Exercise material START
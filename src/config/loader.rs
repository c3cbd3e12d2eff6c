//! Configuration loader
//!
//! Handles loading configuration from TOML files and merging with defaults.

use super::defaults::default_config;
use serde::{Deserialize, Serialize};
use std::fs;
use std::path::{Path, PathBuf};
use std::time::Duration;
use thiserror::Error;

/// Environment variable overriding the configuration file location
pub const CONFIG_ENV_VAR: &str = "SUPERUSER_CONFIG";

/// File name looked up next to the executable
pub const CONFIG_FILE_NAME: &str = "superuser.toml";

/// Configuration error type
#[derive(Debug, Error)]
pub enum ConfigError {
    #[error("IO error: {0}")]
    Io(#[from] std::io::Error),

    #[error("TOML parsing error: {0}")]
    TomlParse(#[from] toml::de::Error),

    #[error("Configuration file not found: {0}")]
    FileNotFound(String),

    #[error("Invalid configuration: {0}")]
    Invalid(String),
}

/// Main configuration structure
#[derive(Debug, Clone, Serialize, Deserialize)]
pub struct Config {
    #[serde(default = "default_service")]
    pub service: ServiceConfig,

    #[serde(default = "default_context")]
    pub context: ContextConfig,

    #[serde(default = "default_launch")]
    pub launch: LaunchConfig,

    #[serde(default = "default_logging")]
    pub logging: LoggingConfig,
}

/// Privileged service configuration
#[derive(Debug, Clone, Serialize, Deserialize)]
pub struct ServiceConfig {
    #[serde(default = "default_service_name")]
    pub name: String,
    #[serde(default = "default_poll_interval_ms")]
    pub poll_interval_ms: u64,
    #[serde(default = "default_max_poll_attempts")]
    pub max_poll_attempts: u32,
}

impl ServiceConfig {
    pub fn poll_interval(&self) -> Duration {
        Duration::from_millis(self.poll_interval_ms)
    }
}

/// System context configuration
#[derive(Debug, Clone, Serialize, Deserialize)]
pub struct ContextConfig {
    /// Image names of processes running as the system account, in order of
    /// preference
    #[serde(default = "default_reference_processes")]
    pub reference_processes: Vec<String>,
}

/// Launch configuration
#[derive(Debug, Clone, Serialize, Deserialize)]
pub struct LaunchConfig {
    /// Command run when none is given on the command line
    #[serde(default = "default_command")]
    pub default_command: String,
}

/// Logging configuration
#[derive(Debug, Clone, Serialize, Deserialize)]
pub struct LoggingConfig {
    #[serde(default = "default_log_level")]
    pub level: String,
}

/// Configuration loader
pub struct ConfigLoader {
    config_path: PathBuf,
}

impl ConfigLoader {
    /// Creates a new configuration loader
    pub fn new<P: AsRef<Path>>(path: P) -> Self {
        ConfigLoader {
            config_path: path.as_ref().to_path_buf(),
        }
    }

    /// Creates a loader for the default location: `SUPERUSER_CONFIG` if set,
    /// otherwise `superuser.toml` beside the executable
    pub fn from_env() -> Self {
        if let Some(path) = std::env::var_os(CONFIG_ENV_VAR) {
            return Self::new(path);
        }
        let path = std::env::current_exe()
            .ok()
            .and_then(|exe| exe.parent().map(|dir| dir.join(CONFIG_FILE_NAME)))
            .unwrap_or_else(|| PathBuf::from(CONFIG_FILE_NAME));
        Self::new(path)
    }

    pub fn path(&self) -> &Path {
        &self.config_path
    }

    /// Loads configuration from file
    pub fn load(&self) -> Result<Config, ConfigError> {
        if !self.config_path.exists() {
            return Err(ConfigError::FileNotFound(
                self.config_path.display().to_string(),
            ));
        }

        let contents = fs::read_to_string(&self.config_path)?;
        let config: Config = toml::from_str(&contents)?;
        Ok(config)
    }
}

/// Loads and validates configuration from the default location.
///
/// A missing file yields the defaults; an unreadable or invalid one is an
/// error the caller may fall back from.
pub fn load_config() -> Result<Config, ConfigError> {
    let loader = ConfigLoader::from_env();
    let config = match loader.load() {
        Ok(config) => config,
        Err(ConfigError::FileNotFound(_)) => Config::default(),
        Err(e) => return Err(e),
    };
    super::validate_config(&config)?;
    Ok(config)
}

// Default functions for serde
fn default_service() -> ServiceConfig {
    let defaults = default_config();
    ServiceConfig {
        name: defaults.service.name,
        poll_interval_ms: defaults.service.poll_interval_ms,
        max_poll_attempts: defaults.service.max_poll_attempts,
    }
}

fn default_context() -> ContextConfig {
    ContextConfig {
        reference_processes: default_config().context.reference_processes,
    }
}

fn default_launch() -> LaunchConfig {
    LaunchConfig {
        default_command: default_config().launch.default_command,
    }
}

fn default_logging() -> LoggingConfig {
    LoggingConfig {
        level: default_config().logging.level,
    }
}

// Individual field defaults
fn default_service_name() -> String {
    default_config().service.name
}

fn default_poll_interval_ms() -> u64 {
    default_config().service.poll_interval_ms
}

fn default_max_poll_attempts() -> u32 {
    default_config().service.max_poll_attempts
}

fn default_reference_processes() -> Vec<String> {
    default_config().context.reference_processes
}

fn default_command() -> String {
    default_config().launch.default_command
}

fn default_log_level() -> String {
    default_config().logging.level
}

impl Default for Config {
    fn default() -> Self {
        Config {
            service: default_service(),
            context: default_context(),
            launch: default_launch(),
            logging: default_logging(),
        }
    }
}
Exercise material END
#### Work task
Each record must be output exactly, with none omitted.

#### Answer below
filename src/config/loader.rs
repository c3cbd3e12d2eff6c
//! Configuration loader
//!
//! Handles loading configuration from TOML files and merging with defaults.

use super::defaults::default_config;
use serde::{Deserialize, Serialize};
use std::fs;
use std::path::{Path, PathBuf};
use std::time::Duration;
use thiserror::Error;

/// Environment variable overriding the configuration file location
pub const CONFIG_ENV_VAR: &str = "SUPERUSER_CONFIG";

/// File name looked up next to the executable
pub const CONFIG_FILE_NAME: &str = "superuser.toml";

/// Configuration error type
#[derive(Debug, Error)]
pub enum ConfigError {
    #[error("IO error: {0}")]
    Io(#[from] std::io::Error),

    #[error("TOML parsing error: {0}")]
    TomlParse(#[from] toml::de::Error),

    #[error("Configuration file not found: {0}")]
    FileNotFound(String),

    #[error("Invalid configuration: {0}")]
    Invalid(String),
}

/// Main configuration structure
#[derive(Debug, Clone, Serialize, Deserialize)]
pub struct Config {
    #[serde(default = "default_service")]
    pub service: ServiceConfig,

    #[serde(default = "default_context")]
    pub context: ContextConfig,

    #[serde(default = "default_launch")]
    pub launch: LaunchConfig,

    #[serde(default = "default_logging")]
    pub logging: LoggingConfig,
}

/// Privileged service configuration
#[derive(Debug, Clone, Serialize, Deserialize)]
pub struct ServiceConfig {
    #[serde(default = "default_service_name")]
    pub name: String,
    #[serde(default = "default_poll_interval_ms")]
    pub poll_interval_ms: u64,
    #[serde(default = "default_max_poll_attempts")]
    pub max_poll_attempts: u32,
}

impl ServiceConfig {
    pub fn poll_interval(&self) -> Duration {
        Duration::from_millis(self.poll_interval_ms)
    }
}

/// System context configuration
#[derive(Debug, Clone, Serialize, Deserialize)]
pub struct ContextConfig {
    /// Image names of processes running as the system account, in order of
    /// preference
    #[serde(default = "default_reference_processes")]
    pub reference_processes: Vec<String>,
}

/// Launch configuration
#[derive(Debug, Clone, Serialize, Deserialize)]
pub struct LaunchConfig {
    /// Command run when none is given on the command line
    #[serde(default = "default_command")]
    pub default_command: String,
}

/// Logging configuration
#[derive(Debug, Clone, Serialize, Deserialize)]
pub struct LoggingConfig {
    #[serde(default = "default_log_level")]
    pub level: String,
}

/// Configuration loader
pub struct ConfigLoader {
    config_path: PathBuf,
}

impl ConfigLoader {
    /// Creates a new configuration loader
    pub fn new<P: AsRef<Path>>(path: P) -> Self {
        ConfigLoader {
            config_path: path.as_ref().to_path_buf(),
        }
    }

    /// Creates a loader for the default location: `SUPERUSER_CONFIG` if set,
    /// otherwise `superuser.toml` beside the executable
    pub fn from_env() -> Self {
        if let Some(path) = std::env::var_os(CONFIG_ENV_VAR) {
            return Self::new(path);
        }
        let path = std::env::current_exe()
            .ok()
            .and_then(|exe| exe.parent().map(|dir| dir.join(CONFIG_FILE_NAME)))
            .unwrap_or_else(|| PathBuf::from(CONFIG_FILE_NAME));
        Self::new(path)
    }

    pub fn path(&self) -> &Path {
        &self.config_path
    }

    /// Loads configuration from file
    pub fn load(&self) -> Result<Config, ConfigError> {
        if !self.config_path.exists() {
            return Err(ConfigError::FileNotFound(
                self.config_path.display().to_string(),
            ));
        }

        let contents = fs::read_to_string(&self.config_path)?;
        let config: Config = toml::from_str(&contents)?;
        Ok(config)
    }
}

/// Loads and validates configuration from the default location.
///
/// A missing file yields the defaults; an unreadable or invalid one is an
/// error the caller may fall back from.
pub fn load_config() -> Result<Config, ConfigError> {
    let loader = ConfigLoader::from_env();
    let config = match loader.load() {
        Ok(config) => config,
        Err(ConfigError::FileNotFound(_)) => Config::default(),
        Err(e) => return Err(e),
    };
    super::validate_config(&config)?;
    Ok(config)
}

// Default functions for serde
fn default_service() -> ServiceConfig {
    let defaults = default_config();
    ServiceConfig {
        name: defaults.service.name,
        poll_interval_ms: defaults.service.poll_interval_ms,
        max_poll_attempts: defaults.service.max_poll_attempts,
    }
}

fn default_context() -> ContextConfig {
    ContextConfig {
        reference_processes: default_config().context.reference_processes,
    }
}

fn default_launch() -> LaunchConfig {
    LaunchConfig {
        default_command: default_config().launch.default_command,
    }
}

fn default_logging() -> LoggingConfig {
    LoggingConfig {
        level: default_config().logging.level,
    }
}

// Individual field defaults
fn default_service_name() -> String {
    default_config().service.name
}

fn default_poll_interval_ms() -> u64 {
    default_config().service.poll_interval_ms
}

fn default_max_poll_attempts() -> u32 {
    default_config().service.max_poll_attempts
}

fn default_reference_processes() -> Vec<String> {
    default_config().context.reference_processes
}

fn default_command() -> String {
    default_config().launch.default_command
}

fn default_log_level() -> String {
    default_config().logging.level
}

impl Default for Config {
    fn default() -> Self {
        Config {
            service: default_service(),
            context: default_context(),
            launch: default_launch(),
            logging: default_logging(),
        }
    }
}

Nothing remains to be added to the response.